// FinUPI - phone authentication core
//
// Provides the phone-OTP identity provider used by the lending app: an
// in-memory simulation for local development and a Twilio Verify backed
// provider, behind one capability trait chosen at startup.

pub mod common;
pub mod config;
pub mod domains;
pub mod kernel;

pub use config::*;
//! Phone-OTP provider backed by Twilio Verify.

use std::collections::HashMap;
use std::sync::{Arc, Mutex, MutexGuard, PoisonError};

use async_trait::async_trait;
use tracing::{error, info, warn};

use crate::common::AuthError;
use crate::domains::auth::dummy::DEFAULT_DISPLAY_NAME;
use crate::domains::auth::events::AuthEvent;
use crate::domains::auth::models::{hash_phone_number, Challenge, UserRecord};
use crate::kernel::session_state::{AuthListener, SessionState, Subscription};
use crate::kernel::traits::{BaseAuthProvider, BaseTwilioService, OtpCheck};

/// Real provider. Verification ids are Twilio SIDs, mapped back to the phone
/// number through a pending table instead of being parsed.
pub struct TwilioAuthProvider {
    twilio: Arc<dyn BaseTwilioService>,
    /// verification SID -> phone number. At most one open SID per phone.
    pending: Mutex<HashMap<String, String>>,
    /// uid -> first record seen this process
    known_users: Mutex<HashMap<String, UserRecord>>,
    state: SessionState,
}

impl TwilioAuthProvider {
    pub fn new(twilio: Arc<dyn BaseTwilioService>) -> Self {
        Self {
            twilio,
            pending: Mutex::new(HashMap::new()),
            known_users: Mutex::new(HashMap::new()),
            state: SessionState::new(),
        }
    }

    pub fn state(&self) -> &SessionState {
        &self.state
    }

    pub fn pending_count(&self) -> usize {
        self.pending().len()
    }

    fn pending(&self) -> MutexGuard<'_, HashMap<String, String>> {
        self.pending.lock().unwrap_or_else(PoisonError::into_inner)
    }

    /// Forget every open challenge for `phone_number`.
    fn close_challenges(&self, phone_number: &str) {
        self.pending().retain(|_, phone| phone != phone_number);
    }

    fn user_for(&self, phone_number: &str) -> UserRecord {
        let uid = hash_phone_number(phone_number);
        self.known_users
            .lock()
            .unwrap_or_else(PoisonError::into_inner)
            .entry(uid.clone())
            .or_insert_with(|| UserRecord::new(uid, phone_number, DEFAULT_DISPLAY_NAME))
            .clone()
    }
}

#[async_trait]
impl BaseAuthProvider for TwilioAuthProvider {
    async fn issue_challenge(&self, phone_number: &str) -> Result<Challenge, AuthError> {
        let sid = self.twilio.send_otp(phone_number).await.map_err(|e| {
            error!("Failed to send OTP: {}", e);
            AuthError::Provider(e)
        })?;

        {
            // A resend supersedes the earlier SID for this phone.
            let mut pending = self.pending();
            pending.retain(|_, phone| phone != phone_number);
            pending.insert(sid.clone(), phone_number.to_string());
        }
        info!("OTP sent successfully to {}", phone_number);
        self.state.emit(AuthEvent::ChallengeIssued {
            phone_number: phone_number.to_string(),
        });

        Ok(Challenge {
            verification_id: sid,
            phone_number: phone_number.to_string(),
        })
    }

    async fn verify_challenge(
        &self,
        verification_id: &str,
        code: &str,
    ) -> Result<UserRecord, AuthError> {
        let phone_number = self
            .pending()
            .get(verification_id)
            .cloned()
            .ok_or_else(|| AuthError::MalformedVerificationId(verification_id.to_string()))?;

        let check = self
            .twilio
            .verify_otp(&phone_number, code)
            .await
            .map_err(|e| {
                error!("OTP verification failed: {}", e);
                AuthError::Provider(e)
            })?;
        match check {
            OtpCheck::Approved => {}
            OtpCheck::Rejected => return Err(AuthError::InvalidCode),
            OtpCheck::Expired => {
                warn!("Verification {} expired", verification_id);
                self.close_challenges(&phone_number);
                return Err(AuthError::ChallengeExpired);
            }
        }

        self.close_challenges(&phone_number);
        let user = self.user_for(&phone_number);
        info!("OTP verified for user {}", user.uid);
        self.state.sign_in(user.clone());
        Ok(user)
    }

    fn current_user(&self) -> Option<UserRecord> {
        self.state.current_user()
    }

    async fn sign_out(&self) -> Result<(), AuthError> {
        self.state.sign_out();
        Ok(())
    }

    fn subscribe(&self, listener: AuthListener) -> Subscription {
        self.state.subscribe(listener)
    }
}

━━━━━━━━

Aim of the task: Copy all of the data exactly.

Response to the exercise:
// FinUPI - phone authentication core
//
// Provides the phone-OTP identity provider used by the lending app: an
// in-memory simulation for local development and a Twilio Verify backed
// provider, behind one capability trait chosen at startup.

pub mod common;
pub mod config;
pub mod domains;
pub mod kernel;

pub use config::*;
//! Phone-OTP provider backed by Twilio Verify.

use std::collections::HashMap;
use std::sync::{Arc, Mutex, MutexGuard, PoisonError};

use async_trait::async_trait;
use tracing::{error, info, warn};

use crate::common::AuthError;
use crate::domains::auth::dummy::DEFAULT_DISPLAY_NAME;
use crate::domains::auth::events::AuthEvent;
use crate::domains::auth::models::{hash_phone_number, Challenge, UserRecord};
use crate::kernel::session_state::{AuthListener, SessionState, Subscription};
use crate::kernel::traits::{BaseAuthProvider, BaseTwilioService, OtpCheck};

/// Real provider. Verification ids are Twilio SIDs, mapped back to the phone
/// number through a pending table instead of being parsed.
pub struct TwilioAuthProvider {
    twilio: Arc<dyn BaseTwilioService>,
    /// verification SID -> phone number. At most one open SID per phone.
    pending: Mutex<HashMap<String, String>>,
    /// uid -> first record seen this process
    known_users: Mutex<HashMap<String, UserRecord>>,
    state: SessionState,
}

impl TwilioAuthProvider {
    pub fn new(twilio: Arc<dyn BaseTwilioService>) -> Self {
        Self {
            twilio,
            pending: Mutex::new(HashMap::new()),
            known_users: Mutex::new(HashMap::new()),
            state: SessionState::new(),
        }
    }

    pub fn state(&self) -> &SessionState {
        &self.state
    }

    pub fn pending_count(&self) -> usize {
        self.pending().len()
    }

    fn pending(&self) -> MutexGuard<'_, HashMap<String, String>> {
        self.pending.lock().unwrap_or_else(PoisonError::into_inner)
    }

    /// Forget every open challenge for `phone_number`.
    fn close_challenges(&self, phone_number: &str) {
        self.pending().retain(|_, phone| phone != phone_number);
    }

    fn user_for(&self, phone_number: &str) -> UserRecord {
        let uid = hash_phone_number(phone_number);
        self.known_users
            .lock()
            .unwrap_or_else(PoisonError::into_inner)
            .entry(uid.clone())
            .or_insert_with(|| UserRecord::new(uid, phone_number, DEFAULT_DISPLAY_NAME))
            .clone()
    }
}

#[async_trait]
impl BaseAuthProvider for TwilioAuthProvider {
    async fn issue_challenge(&self, phone_number: &str) -> Result<Challenge, AuthError> {
        let sid = self.twilio.send_otp(phone_number).await.map_err(|e| {
            error!("Failed to send OTP: {}", e);
            AuthError::Provider(e)
        })?;

        {
            // A resend supersedes the earlier SID for this phone.
            let mut pending = self.pending();
            pending.retain(|_, phone| phone != phone_number);
            pending.insert(sid.clone(), phone_number.to_string());
        }
        info!("OTP sent successfully to {}", phone_number);
        self.state.emit(AuthEvent::ChallengeIssued {
            phone_number: phone_number.to_string(),
        });

        Ok(Challenge {
            verification_id: sid,
            phone_number: phone_number.to_string(),
        })
    }

    async fn verify_challenge(
        &self,
        verification_id: &str,
        code: &str,
    ) -> Result<UserRecord, AuthError> {
        let phone_number = self
            .pending()
            .get(verification_id)
            .cloned()
            .ok_or_else(|| AuthError::MalformedVerificationId(verification_id.to_string()))?;

        let check = self
            .twilio
            .verify_otp(&phone_number, code)
            .await
            .map_err(|e| {
                error!("OTP verification failed: {}", e);
                AuthError::Provider(e)
            })?;
        match check {
            OtpCheck::Approved => {}
            OtpCheck::Rejected => return Err(AuthError::InvalidCode),
            OtpCheck::Expired => {
                warn!("Verification {} expired", verification_id);
                self.close_challenges(&phone_number);
                return Err(AuthError::ChallengeExpired);
            }
        }

        self.close_challenges(&phone_number);
        let user = self.user_for(&phone_number);
        info!("OTP verified for user {}", user.uid);
        self.state.sign_in(user.clone());
        Ok(user)
    }

    fn current_user(&self) -> Option<UserRecord> {
        self.state.current_user()
    }

    async fn sign_out(&self) -> Result<(), AuthError> {
        self.state.sign_out();
        Ok(())
    }

    fn subscribe(&self, listener: AuthListener) -> Subscription {
        self.state.subscribe(listener)
    }
}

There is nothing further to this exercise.